*** Entries supplied

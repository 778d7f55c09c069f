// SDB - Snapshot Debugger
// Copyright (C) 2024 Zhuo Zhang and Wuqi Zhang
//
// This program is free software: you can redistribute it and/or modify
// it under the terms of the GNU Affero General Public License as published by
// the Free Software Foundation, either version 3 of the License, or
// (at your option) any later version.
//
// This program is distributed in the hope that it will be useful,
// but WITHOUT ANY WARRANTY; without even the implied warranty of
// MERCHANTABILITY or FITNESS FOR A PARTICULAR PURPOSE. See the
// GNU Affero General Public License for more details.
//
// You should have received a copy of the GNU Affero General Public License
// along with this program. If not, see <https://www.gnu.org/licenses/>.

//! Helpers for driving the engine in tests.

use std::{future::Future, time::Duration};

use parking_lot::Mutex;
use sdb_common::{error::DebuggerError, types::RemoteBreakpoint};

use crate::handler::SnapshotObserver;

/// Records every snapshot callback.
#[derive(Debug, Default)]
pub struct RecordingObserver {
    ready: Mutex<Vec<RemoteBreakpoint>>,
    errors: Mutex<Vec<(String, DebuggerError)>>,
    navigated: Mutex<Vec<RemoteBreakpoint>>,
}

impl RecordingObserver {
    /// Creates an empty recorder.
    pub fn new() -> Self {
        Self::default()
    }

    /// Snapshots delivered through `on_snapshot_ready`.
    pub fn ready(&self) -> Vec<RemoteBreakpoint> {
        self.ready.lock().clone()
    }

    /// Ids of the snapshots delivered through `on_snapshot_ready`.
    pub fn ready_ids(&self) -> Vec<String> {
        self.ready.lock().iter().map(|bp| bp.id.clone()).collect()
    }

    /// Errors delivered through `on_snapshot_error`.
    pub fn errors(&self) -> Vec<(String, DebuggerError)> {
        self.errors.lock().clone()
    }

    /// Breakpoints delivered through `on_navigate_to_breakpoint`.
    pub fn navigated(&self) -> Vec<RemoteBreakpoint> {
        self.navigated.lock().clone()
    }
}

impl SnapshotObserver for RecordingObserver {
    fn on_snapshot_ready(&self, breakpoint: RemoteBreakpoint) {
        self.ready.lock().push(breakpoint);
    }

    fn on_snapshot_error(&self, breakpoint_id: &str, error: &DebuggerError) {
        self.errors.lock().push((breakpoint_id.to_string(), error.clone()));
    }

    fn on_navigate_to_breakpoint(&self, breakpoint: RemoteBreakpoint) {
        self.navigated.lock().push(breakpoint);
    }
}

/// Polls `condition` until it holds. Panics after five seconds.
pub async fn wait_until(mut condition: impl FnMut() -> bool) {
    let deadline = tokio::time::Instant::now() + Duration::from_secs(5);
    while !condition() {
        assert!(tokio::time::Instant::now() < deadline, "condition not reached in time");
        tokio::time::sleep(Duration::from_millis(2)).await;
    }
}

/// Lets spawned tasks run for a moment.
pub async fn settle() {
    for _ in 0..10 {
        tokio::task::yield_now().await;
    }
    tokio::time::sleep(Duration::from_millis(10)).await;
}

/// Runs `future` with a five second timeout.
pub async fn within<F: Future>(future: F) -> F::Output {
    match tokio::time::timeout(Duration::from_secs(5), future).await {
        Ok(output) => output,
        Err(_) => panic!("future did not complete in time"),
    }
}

******
*** Entries supplied

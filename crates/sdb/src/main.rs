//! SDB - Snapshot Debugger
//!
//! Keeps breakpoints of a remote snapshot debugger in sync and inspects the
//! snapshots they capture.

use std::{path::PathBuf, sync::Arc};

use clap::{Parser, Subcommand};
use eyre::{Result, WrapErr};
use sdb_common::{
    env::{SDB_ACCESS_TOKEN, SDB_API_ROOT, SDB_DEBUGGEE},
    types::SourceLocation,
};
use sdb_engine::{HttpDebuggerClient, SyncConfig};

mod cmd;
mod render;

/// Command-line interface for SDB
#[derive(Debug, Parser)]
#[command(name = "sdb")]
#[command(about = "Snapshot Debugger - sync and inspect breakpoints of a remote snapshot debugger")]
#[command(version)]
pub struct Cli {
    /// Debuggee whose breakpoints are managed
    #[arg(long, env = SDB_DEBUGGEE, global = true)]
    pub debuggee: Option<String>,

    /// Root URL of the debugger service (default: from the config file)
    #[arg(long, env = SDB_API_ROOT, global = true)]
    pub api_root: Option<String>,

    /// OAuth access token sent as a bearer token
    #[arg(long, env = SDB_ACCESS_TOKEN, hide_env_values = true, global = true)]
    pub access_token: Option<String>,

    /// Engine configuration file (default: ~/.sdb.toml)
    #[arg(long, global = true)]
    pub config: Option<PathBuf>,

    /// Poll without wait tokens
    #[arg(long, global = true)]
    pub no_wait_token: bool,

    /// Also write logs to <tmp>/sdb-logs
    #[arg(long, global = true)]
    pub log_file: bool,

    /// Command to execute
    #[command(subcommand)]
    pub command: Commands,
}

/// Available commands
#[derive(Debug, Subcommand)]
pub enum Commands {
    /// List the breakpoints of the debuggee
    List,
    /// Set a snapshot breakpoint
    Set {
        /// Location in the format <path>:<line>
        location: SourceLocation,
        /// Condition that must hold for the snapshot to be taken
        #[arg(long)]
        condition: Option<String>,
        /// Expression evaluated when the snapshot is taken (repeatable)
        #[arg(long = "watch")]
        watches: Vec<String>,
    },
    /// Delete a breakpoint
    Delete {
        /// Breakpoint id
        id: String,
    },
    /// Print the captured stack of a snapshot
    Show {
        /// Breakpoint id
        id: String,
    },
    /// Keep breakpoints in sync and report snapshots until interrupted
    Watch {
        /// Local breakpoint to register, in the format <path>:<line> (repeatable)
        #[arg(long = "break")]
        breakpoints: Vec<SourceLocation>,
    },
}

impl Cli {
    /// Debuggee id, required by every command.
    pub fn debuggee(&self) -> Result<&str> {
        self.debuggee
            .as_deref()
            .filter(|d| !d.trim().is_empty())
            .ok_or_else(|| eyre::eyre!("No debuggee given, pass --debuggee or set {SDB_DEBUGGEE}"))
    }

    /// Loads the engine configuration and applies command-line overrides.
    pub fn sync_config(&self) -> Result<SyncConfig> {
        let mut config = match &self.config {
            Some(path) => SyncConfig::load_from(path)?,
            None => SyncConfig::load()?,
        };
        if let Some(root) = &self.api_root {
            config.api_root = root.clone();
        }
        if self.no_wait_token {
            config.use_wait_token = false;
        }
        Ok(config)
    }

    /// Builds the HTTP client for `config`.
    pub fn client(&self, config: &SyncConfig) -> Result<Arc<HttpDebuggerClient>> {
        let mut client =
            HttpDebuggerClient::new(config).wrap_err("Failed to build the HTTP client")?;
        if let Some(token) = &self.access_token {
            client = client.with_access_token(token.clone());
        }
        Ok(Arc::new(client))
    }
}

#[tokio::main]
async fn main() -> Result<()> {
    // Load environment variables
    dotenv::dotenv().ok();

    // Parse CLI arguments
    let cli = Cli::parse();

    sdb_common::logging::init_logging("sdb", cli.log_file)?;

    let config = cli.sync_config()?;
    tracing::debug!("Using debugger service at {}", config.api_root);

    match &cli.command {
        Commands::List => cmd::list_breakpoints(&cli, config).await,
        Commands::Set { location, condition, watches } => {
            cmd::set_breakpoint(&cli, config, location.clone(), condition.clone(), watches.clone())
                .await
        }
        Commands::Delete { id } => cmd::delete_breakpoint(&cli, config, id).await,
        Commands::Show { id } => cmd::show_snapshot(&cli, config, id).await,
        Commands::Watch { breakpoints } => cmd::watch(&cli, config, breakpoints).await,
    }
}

******

[Directions for this task] In the listing above, find the line with "a snapshot breakpoint" and the line with "if let Some(token)"; set down exactly those two lines and every line between them, nothing more.

[Solution]
    /// Set a snapshot breakpoint
    Set {
        /// Location in the format <path>:<line>
        location: SourceLocation,
        /// Condition that must hold for the snapshot to be taken
        #[arg(long)]
        condition: Option<String>,
        /// Expression evaluated when the snapshot is taken (repeatable)
        #[arg(long = "watch")]
        watches: Vec<String>,
    },
    /// Delete a breakpoint
    Delete {
        /// Breakpoint id
        id: String,
    },
    /// Print the captured stack of a snapshot
    Show {
        /// Breakpoint id
        id: String,
    },
    /// Keep breakpoints in sync and report snapshots until interrupted
    Watch {
        /// Local breakpoint to register, in the format <path>:<line> (repeatable)
        #[arg(long = "break")]
        breakpoints: Vec<SourceLocation>,
    },
}

impl Cli {
    /// Debuggee id, required by every command.
    pub fn debuggee(&self) -> Result<&str> {
        self.debuggee
            .as_deref()
            .filter(|d| !d.trim().is_empty())
            .ok_or_else(|| eyre::eyre!("No debuggee given, pass --debuggee or set {SDB_DEBUGGEE}"))
    }

    /// Loads the engine configuration and applies command-line overrides.
    pub fn sync_config(&self) -> Result<SyncConfig> {
        let mut config = match &self.config {
            Some(path) => SyncConfig::load_from(path)?,
            None => SyncConfig::load()?,
        };
        if let Some(root) = &self.api_root {
            config.api_root = root.clone();
        }
        if self.no_wait_token {
            config.use_wait_token = false;
        }
        Ok(config)
    }

    /// Builds the HTTP client for `config`.
    pub fn client(&self, config: &SyncConfig) -> Result<Arc<HttpDebuggerClient>> {
        let mut client =
            HttpDebuggerClient::new(config).wrap_err("Failed to build the HTTP client")?;
        if let Some(token) = &self.access_token {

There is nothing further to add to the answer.